In the old days, fathers paced in waiting rooms, eager to hear childbirth news. Now fathers and partners can and do take an active role in childbirth, often attending childbirth classes and being present during labor. I am so grateful that my husband was with me when I gave birth. It wasn’t just his comforting touch, or the fact that he knew me better than anyone else in the room. That day was a spiritual journey for us. We started the day as husband and wife and we finished it as parents. I needed my husband there for that transformation.

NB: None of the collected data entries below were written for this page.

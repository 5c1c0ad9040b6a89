use anyhow::{Context as _, Result};
use async_trait::async_trait;
use serde::{Deserialize, Serialize};
use serde_json::{Map, Value, json};
use tracing::warn;

use crate::canvas::{AnswerType, MAX_QUESTION_OPTIONS, NodeKind, OptionType, PORT_DEFAULT, QuestionConfig};
use crate::engine::interrupt::InterruptType;
use crate::engine::template::render;
use crate::nodes::{CapabilityProvider, InterruptRequest, NodeInput, NodeOutcome, NodeOutput};

const OTHER_OPTION: &str = "other";

/// Asks the user a question, optionally with choices, and routes on the answer.
pub struct QuestionProvider;

#[derive(Debug, Clone, Default, Serialize, Deserialize)]
struct Exchange {
    question: String,
    answer: String,
}

/// Provider state carried across rounds in the checkpoint.
#[derive(Debug, Clone, Default, Serialize, Deserialize)]
struct QaState {
    #[serde(default)]
    history: Vec<Exchange>,
}

/// `A` for the first option. Callers keep `index` below `MAX_QUESTION_OPTIONS`.
fn option_id(index: usize) -> String {
    char::from(b'A' + index as u8).to_string()
}

fn options(config: &QuestionConfig, inputs: &Map<String, Value>) -> Vec<String> {
    let mut choices: Vec<String> = match config.option_type {
        OptionType::Static => config.options.clone(),
        OptionType::Dynamic => inputs
            .get("options")
            .and_then(Value::as_array)
            .map(|items| {
                items
                    .iter()
                    .map(|v| match v {
                        Value::String(s) => s.clone(),
                        other => other.to_string(),
                    })
                    .collect()
            })
            .unwrap_or_default(),
    };
    if choices.len() > MAX_QUESTION_OPTIONS {
        warn!(count = choices.len(), "Question options beyond Z dropped");
        choices.truncate(MAX_QUESTION_OPTIONS);
    }
    choices
}

fn answer_text(data: &Value) -> String {
    match data {
        Value::String(s) => s.clone(),
        Value::Object(map) => match map.get("answer") {
            Some(Value::String(s)) => s.clone(),
            Some(other) => other.to_string(),
            None => String::new(),
        },
        Value::Null => String::new(),
        other => other.to_string(),
    }
}

/// Match an answer by option ID (`A`, `b`, ...) or by exact content.
fn match_option(answer: &str, options: &[String]) -> Option<usize> {
    let trimmed = answer.trim();
    options
        .iter()
        .enumerate()
        .position(|(i, content)| {
            trimmed.eq_ignore_ascii_case(&option_id(i)) || trimmed == content.trim()
        })
}

fn ask(question: &str, config: &QuestionConfig, choices: &[String], state: QaState) -> Result<NodeOutcome> {
    let mut payload = json!({
        "question": question,
        "answer_type": config.answer_type,
        "history": state.history,
    });
    if config.answer_type == AnswerType::Option {
        payload["options"] = choices
            .iter()
            .enumerate()
            .map(|(i, c)| json!({"id": option_id(i), "content": c}))
            .collect();
    }
    Ok(NodeOutcome::Interrupt(InterruptRequest {
        event_type: InterruptType::Question,
        payload,
        state: Some(serde_json::to_value(state)?),
    }))
}

#[async_trait]
impl CapabilityProvider for QuestionProvider {
    fn node_type(&self) -> NodeKind {
        NodeKind::QuestionAnswer
    }

    fn description(&self) -> &str {
        "Ask the user a question and branch on the chosen option"
    }

    async fn execute(&self, input: NodeInput) -> Result<NodeOutcome> {
        let config: QuestionConfig = if input.config.is_null() {
            QuestionConfig::default()
        } else {
            serde_json::from_value(input.config.clone()).context("invalid question config")?
        };
        let question = render(&config.question, &input.inputs);
        let choices = options(&config, &input.inputs);

        let Some(resume) = &input.resume else {
            return ask(&question, &config, &choices, QaState::default());
        };
        let mut state: QaState = match &resume.state {
            Some(s) => serde_json::from_value(s.clone()).unwrap_or_default(),
            None => QaState::default(),
        };
        let answer = answer_text(&resume.data);
        state.history.push(Exchange {
            question: question.clone(),
            answer: answer.clone(),
        });

        if answer.trim().is_empty() {
            return ask(&question, &config, &choices, state);
        }

        let history = serde_json::to_value(&state.history)?;
        let mut output = Map::new();
        let port = match config.answer_type {
            AnswerType::Text => {
                output.insert("USER_RESPONSE".to_string(), Value::String(answer));
                None
            }
            AnswerType::Option => match match_option(&answer, &choices) {
                Some(i) => {
                    output.insert("optionId".to_string(), Value::String(option_id(i)));
                    output.insert("optionContent".to_string(), Value::String(choices[i].clone()));
                    let branch = match config.option_type {
                        OptionType::Static => i,
                        OptionType::Dynamic => 0,
                    };
                    Some(format!("branch_{}", branch))
                }
                None => {
                    output.insert("optionId".to_string(), Value::String(OTHER_OPTION.to_string()));
                    output.insert("optionContent".to_string(), Value::String(answer));
                    Some(PORT_DEFAULT.to_string())
                }
            },
        };
        output.insert("history".to_string(), history);

        Ok(NodeOutcome::Output(NodeOutput {
            output,
            port,
            ..Default::default()
        }))
    }
}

A doula does not replace a partner’s presence in childbirth. Nothing can replace the comfort and reassurance of a closely connected loved one. A doula’s role is different. Often times, doulas enable partners to participate more fully at the birth by guiding them, helping them to understand normal behaviors during labor and reassuring them in the comfort measures they are providing for the mother. The doula offers an objective perspective with knowledge of several options.

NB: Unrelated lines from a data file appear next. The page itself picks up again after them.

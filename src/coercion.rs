//! Converts untyped caller input into the value tree a node declares.
//!
//! The same entry points serve workflow-run input binding (Start node fields)
//! and single-node debug input binding.

use serde::Serialize;
use serde_json::{Map, Number, Value};

use crate::canvas::{DataType, Variable, VariableSchema};
use crate::error::{FlowError, FlowResult};

#[derive(Debug, Clone, Copy, Default)]
pub struct CoerceOptions {
    /// Turn the first type mismatch into an error instead of a warning.
    pub fail_fast: bool,
    pub skip_required_check: bool,
    /// Drop input fields the schema does not declare.
    pub skip_unknown_fields: bool,
}

/// A non-fatal per-field type mismatch.
#[derive(Debug, Clone, PartialEq, Serialize)]
pub struct Warning {
    pub path: String,
    pub expected: DataType,
    pub message: String,
}

#[derive(Debug, Clone, Default)]
pub struct Coerced {
    pub value: Map<String, Value>,
    pub warnings: Vec<Warning>,
}

/// Coerce an object of named fields against declarations.
pub fn coerce_fields(
    fields: &[Variable],
    input: &Map<String, Value>,
    opts: CoerceOptions,
) -> FlowResult<Coerced> {
    let mut warnings = Vec::new();
    let value = coerce_object(fields, input, "", opts, &mut warnings)?;
    Ok(Coerced { value, warnings })
}

/// Coerce a single value against one declaration.
pub fn coerce_value(
    var: &Variable,
    value: &Value,
    opts: CoerceOptions,
) -> FlowResult<(Value, Vec<Warning>)> {
    let mut warnings = Vec::new();
    let out = convert(var, value, &var.name, opts, &mut warnings)?.unwrap_or(Value::Null);
    Ok((out, warnings))
}

/// Best-effort conversion to a bare data type, used for literal parameters.
/// Mismatches are returned unchanged.
pub fn coerce_literal(data_type: DataType, value: &Value) -> Value {
    let var = Variable::new("", data_type);
    let mut sink = Vec::new();
    match convert(&var, value, "", CoerceOptions::default(), &mut sink) {
        Ok(Some(v)) if sink.is_empty() => v,
        _ => value.clone(),
    }
}

fn join(prefix: &str, segment: &str) -> String {
    if prefix.is_empty() {
        segment.to_string()
    } else {
        format!("{}.{}", prefix, segment)
    }
}

fn coerce_object(
    fields: &[Variable],
    input: &Map<String, Value>,
    prefix: &str,
    opts: CoerceOptions,
    warnings: &mut Vec<Warning>,
) -> FlowResult<Map<String, Value>> {
    let mut out = Map::new();

    for field in fields {
        let path = join(prefix, &field.name);
        let raw = input.get(&field.name);
        let empty = match raw {
            None | Some(Value::Null) => true,
            Some(Value::String(s)) => s.is_empty() && field.data_type != DataType::String,
            _ => false,
        };
        let blank_string = matches!(raw, Some(Value::String(s)) if s.is_empty());

        if empty || (blank_string && field.default_value.is_some()) {
            if let Some(default) = &field.default_value {
                let resolved = convert(field, default, &path, opts, warnings)?;
                out.insert(field.name.clone(), resolved.unwrap_or(Value::Null));
                continue;
            }
            if field.required && !opts.skip_required_check {
                return Err(FlowError::InvalidParam(format!(
                    "missing required field '{}'",
                    path
                )));
            }
            if let Some(v) = raw {
                if blank_string {
                    out.insert(field.name.clone(), Value::String(String::new()));
                } else if v.is_null() {
                    out.insert(field.name.clone(), Value::Null);
                }
            }
            continue;
        }

        let raw = raw.cloned().unwrap_or(Value::Null);
        let resolved = convert(field, &raw, &path, opts, warnings)?;
        out.insert(field.name.clone(), resolved.unwrap_or(Value::Null));
    }

    if !opts.skip_unknown_fields {
        for (k, v) in input {
            if !fields.iter().any(|f| &f.name == k) {
                out.insert(k.clone(), v.clone());
            }
        }
    }

    Ok(out)
}

/// `Ok(None)` means the value did not fit the declared type; a warning has
/// been recorded (or the zero value substituted for `ignoreTypeError` fields).
fn convert(
    var: &Variable,
    value: &Value,
    path: &str,
    opts: CoerceOptions,
    warnings: &mut Vec<Warning>,
) -> FlowResult<Option<Value>> {
    if value.is_null() {
        return Ok(Some(Value::Null));
    }

    let converted = match var.data_type {
        DataType::String | DataType::Image => to_string(value),
        DataType::Integer => to_integer(value),
        DataType::Number => to_number(value),
        DataType::Boolean => to_boolean(value),
        DataType::Object => match as_object(value) {
            Some(map) => {
                let fields = match &var.schema {
                    Some(VariableSchema::Object(fields)) => fields.as_slice(),
                    _ => &[],
                };
                return Ok(Some(Value::Object(coerce_object(
                    fields, &map, path, opts, warnings,
                )?)));
            }
            None => None,
        },
        DataType::List => match as_array(value) {
            Some(items) => {
                let item_var = match &var.schema {
                    Some(VariableSchema::List(item)) => Some(item.as_ref()),
                    _ => None,
                };
                let Some(item_var) = item_var else {
                    return Ok(Some(Value::Array(items)));
                };
                let mut out = Vec::with_capacity(items.len());
                for (i, item) in items.iter().enumerate() {
                    let item_path = join(path, &i.to_string());
                    if let Some(v) = convert(item_var, item, &item_path, opts, warnings)? {
                        out.push(v);
                    }
                }
                return Ok(Some(Value::Array(out)));
            }
            None => None,
        },
    };

    if converted.is_some() {
        return Ok(converted);
    }

    if var.ignore_type_error {
        return Ok(Some(zero_value(var.data_type)));
    }

    let message = format!("expected {}, got {}", var.data_type, type_name(value));
    if opts.fail_fast {
        return Err(FlowError::InvalidParam(format!("field '{}': {}", path, message)));
    }
    warnings.push(Warning {
        path: path.to_string(),
        expected: var.data_type,
        message,
    });
    Ok(None)
}

fn to_string(value: &Value) -> Option<Value> {
    let s = match value {
        Value::String(s) => s.clone(),
        Value::Number(n) => n.to_string(),
        Value::Bool(b) => b.to_string(),
        Value::Object(_) | Value::Array(_) => serde_json::to_string(value).ok()?,
        Value::Null => return Some(Value::Null),
    };
    Some(Value::String(s))
}

fn to_integer(value: &Value) -> Option<Value> {
    match value {
        Value::Number(n) => {
            if let Some(i) = n.as_i64() {
                Some(Value::from(i))
            } else {
                let f = n.as_f64()?;
                f.is_finite().then(|| Value::from(f.trunc() as i64))
            }
        }
        Value::String(s) => s.trim().parse::<i64>().ok().map(Value::from),
        _ => None,
    }
}

fn to_number(value: &Value) -> Option<Value> {
    match value {
        Value::Number(_) => Some(value.clone()),
        Value::String(s) => {
            let f = s.trim().parse::<f64>().ok()?;
            Number::from_f64(f).map(Value::Number)
        }
        _ => None,
    }
}

fn to_boolean(value: &Value) -> Option<Value> {
    match value {
        Value::Bool(_) => Some(value.clone()),
        Value::String(s) => match s.as_str() {
            "1" | "t" | "T" | "true" | "TRUE" | "True" => Some(Value::Bool(true)),
            "0" | "f" | "F" | "false" | "FALSE" | "False" => Some(Value::Bool(false)),
            _ => None,
        },
        _ => None,
    }
}

fn as_object(value: &Value) -> Option<Map<String, Value>> {
    match value {
        Value::Object(m) => Some(m.clone()),
        Value::String(s) => match serde_json::from_str::<Value>(s) {
            Ok(Value::Object(m)) => Some(m),
            _ => None,
        },
        _ => None,
    }
}

fn as_array(value: &Value) -> Option<Vec<Value>> {
    match value {
        Value::Array(items) => Some(items.clone()),
        Value::String(s) => match serde_json::from_str::<Value>(s) {
            Ok(Value::Array(items)) => Some(items),
            _ => None,
        },
        _ => None,
    }
}

fn zero_value(data_type: DataType) -> Value {
    match data_type {
        DataType::String | DataType::Image => Value::String(String::new()),
        DataType::Integer => Value::from(0),
        DataType::Number => Value::from(0.0),
        DataType::Boolean => Value::Bool(false),
        DataType::Object => Value::Object(Map::new()),
        DataType::List => Value::Array(Vec::new()),
    }
}

fn type_name(value: &Value) -> &'static str {
    match value {
        Value::Null => "null",
        Value::Bool(_) => "boolean",
        Value::Number(_) => "number",
        Value::String(_) => "string",
        Value::Array(_) => "array",
        Value::Object(_) => "object",
    }
}

#[cfg(test)]
mod tests {
    use super::*;
    use serde_json::json;

    fn obj(v: Value) -> Map<String, Value> {
        v.as_object().cloned().unwrap()
    }

    #[test]
    fn empty_string_takes_declared_default() {
        let fields = vec![Variable::new("s", DataType::String).with_default(json!("str"))];
        let out = coerce_fields(&fields, &obj(json!({"s": ""})), CoerceOptions::default()).unwrap();
        assert_eq!(out.value["s"], json!("str"));
        assert!(out.warnings.is_empty());
    }

    #[test]
    fn string_true_becomes_boolean() {
        let fields = vec![Variable::new("bool", DataType::Boolean)];
        let out =
            coerce_fields(&fields, &obj(json!({"bool": "true"})), CoerceOptions::default()).unwrap();
        assert_eq!(out.value["bool"], json!(true));
    }

    #[test]
    fn mismatch_is_a_warning_with_path() {
        let fields = vec![
            Variable::new("a", DataType::Object)
                .with_fields(vec![Variable::new("b", DataType::Integer)]),
        ];
        let out = coerce_fields(
            &fields,
            &obj(json!({"a": {"b": "nope"}})),
            CoerceOptions::default(),
        )
        .unwrap();
        assert_eq!(out.value["a"]["b"], Value::Null);
        assert_eq!(out.warnings.len(), 1);
        assert_eq!(out.warnings[0].path, "a.b");
        assert_eq!(out.warnings[0].expected, DataType::Integer);
    }

    #[test]
    fn fail_fast_turns_mismatch_into_error() {
        let fields = vec![Variable::new("n", DataType::Number)];
        let opts = CoerceOptions {
            fail_fast: true,
            ..Default::default()
        };
        let err = coerce_fields(&fields, &obj(json!({"n": "abc"})), opts).unwrap_err();
        assert!(matches!(err, FlowError::InvalidParam(_)));
    }

    #[test]
    fn ignore_type_error_yields_zero_value() {
        let mut field = Variable::new("n", DataType::Integer);
        field.ignore_type_error = true;
        let out = coerce_fields(&[field], &obj(json!({"n": "x"})), CoerceOptions::default()).unwrap();
        assert_eq!(out.value["n"], json!(0));
        assert!(out.warnings.is_empty());
    }

    #[test]
    fn missing_required_field_is_invalid_param() {
        let fields = vec![Variable::new("q", DataType::String).required()];
        let err = coerce_fields(&fields, &Map::new(), CoerceOptions::default()).unwrap_err();
        assert!(err.to_string().contains("'q'"));

        let opts = CoerceOptions {
            skip_required_check: true,
            ..Default::default()
        };
        assert!(coerce_fields(&fields, &Map::new(), opts).is_ok());
    }

    #[test]
    fn list_drops_elements_that_do_not_fit() {
        let fields = vec![
            Variable::new("xs", DataType::List).with_items(Variable::new("", DataType::Integer)),
        ];
        let out = coerce_fields(
            &fields,
            &obj(json!({"xs": "[1, \"2\", \"three\", 4.9]"})),
            CoerceOptions::default(),
        )
        .unwrap();
        assert_eq!(out.value["xs"], json!([1, 2, 4]));
        assert_eq!(out.warnings[0].path, "xs.2");
    }

    #[test]
    fn object_elements_are_kept_with_warnings() {
        let item = Variable::new("", DataType::Object)
            .with_fields(vec![Variable::new("age", DataType::Integer)]);
        let fields = vec![Variable::new("people", DataType::List).with_items(item)];
        let out = coerce_fields(
            &fields,
            &obj(json!({"people": [{"age": "old"}, {"age": 3}]})),
            CoerceOptions::default(),
        )
        .unwrap();
        assert_eq!(out.value["people"].as_array().unwrap().len(), 2);
        assert_eq!(out.warnings[0].path, "people.0.age");
    }

    #[test]
    fn unknown_fields_pass_through_unless_skipped() {
        let fields = vec![Variable::new("a", DataType::String)];
        let input = obj(json!({"a": 1, "extra": true}));
        let out = coerce_fields(&fields, &input, CoerceOptions::default()).unwrap();
        assert_eq!(out.value["a"], json!("1"));
        assert_eq!(out.value["extra"], json!(true));

        let opts = CoerceOptions {
            skip_unknown_fields: true,
            ..Default::default()
        };
        let out = coerce_fields(&fields, &input, opts).unwrap();
        assert!(!out.value.contains_key("extra"));
    }

    #[test]
    fn literal_coercion_keeps_mismatches() {
        assert_eq!(coerce_literal(DataType::Integer, &json!("42")), json!(42));
        assert_eq!(coerce_literal(DataType::Integer, &json!("x")), json!("x"));
    }
}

I think many partners have it tough these days. In the best of circumstances, they take a few classes, maybe(?) read some books, checkout some websites and talk to friends. Their training schedule lasts a few weeks and then “poof” we ask them to play in the Superbowl of birth! A doula can help a loved-one experience this special time with confidence.
It seems to me that dads and other partners want to participate in one of three ways: head coach; team player; witness. As a doula I can support your partner in any of those roles.
With your partner and a doula at the birth, you can have the best of both worlds: your partner’s loving care and attention and your doula’s expertise and guidance.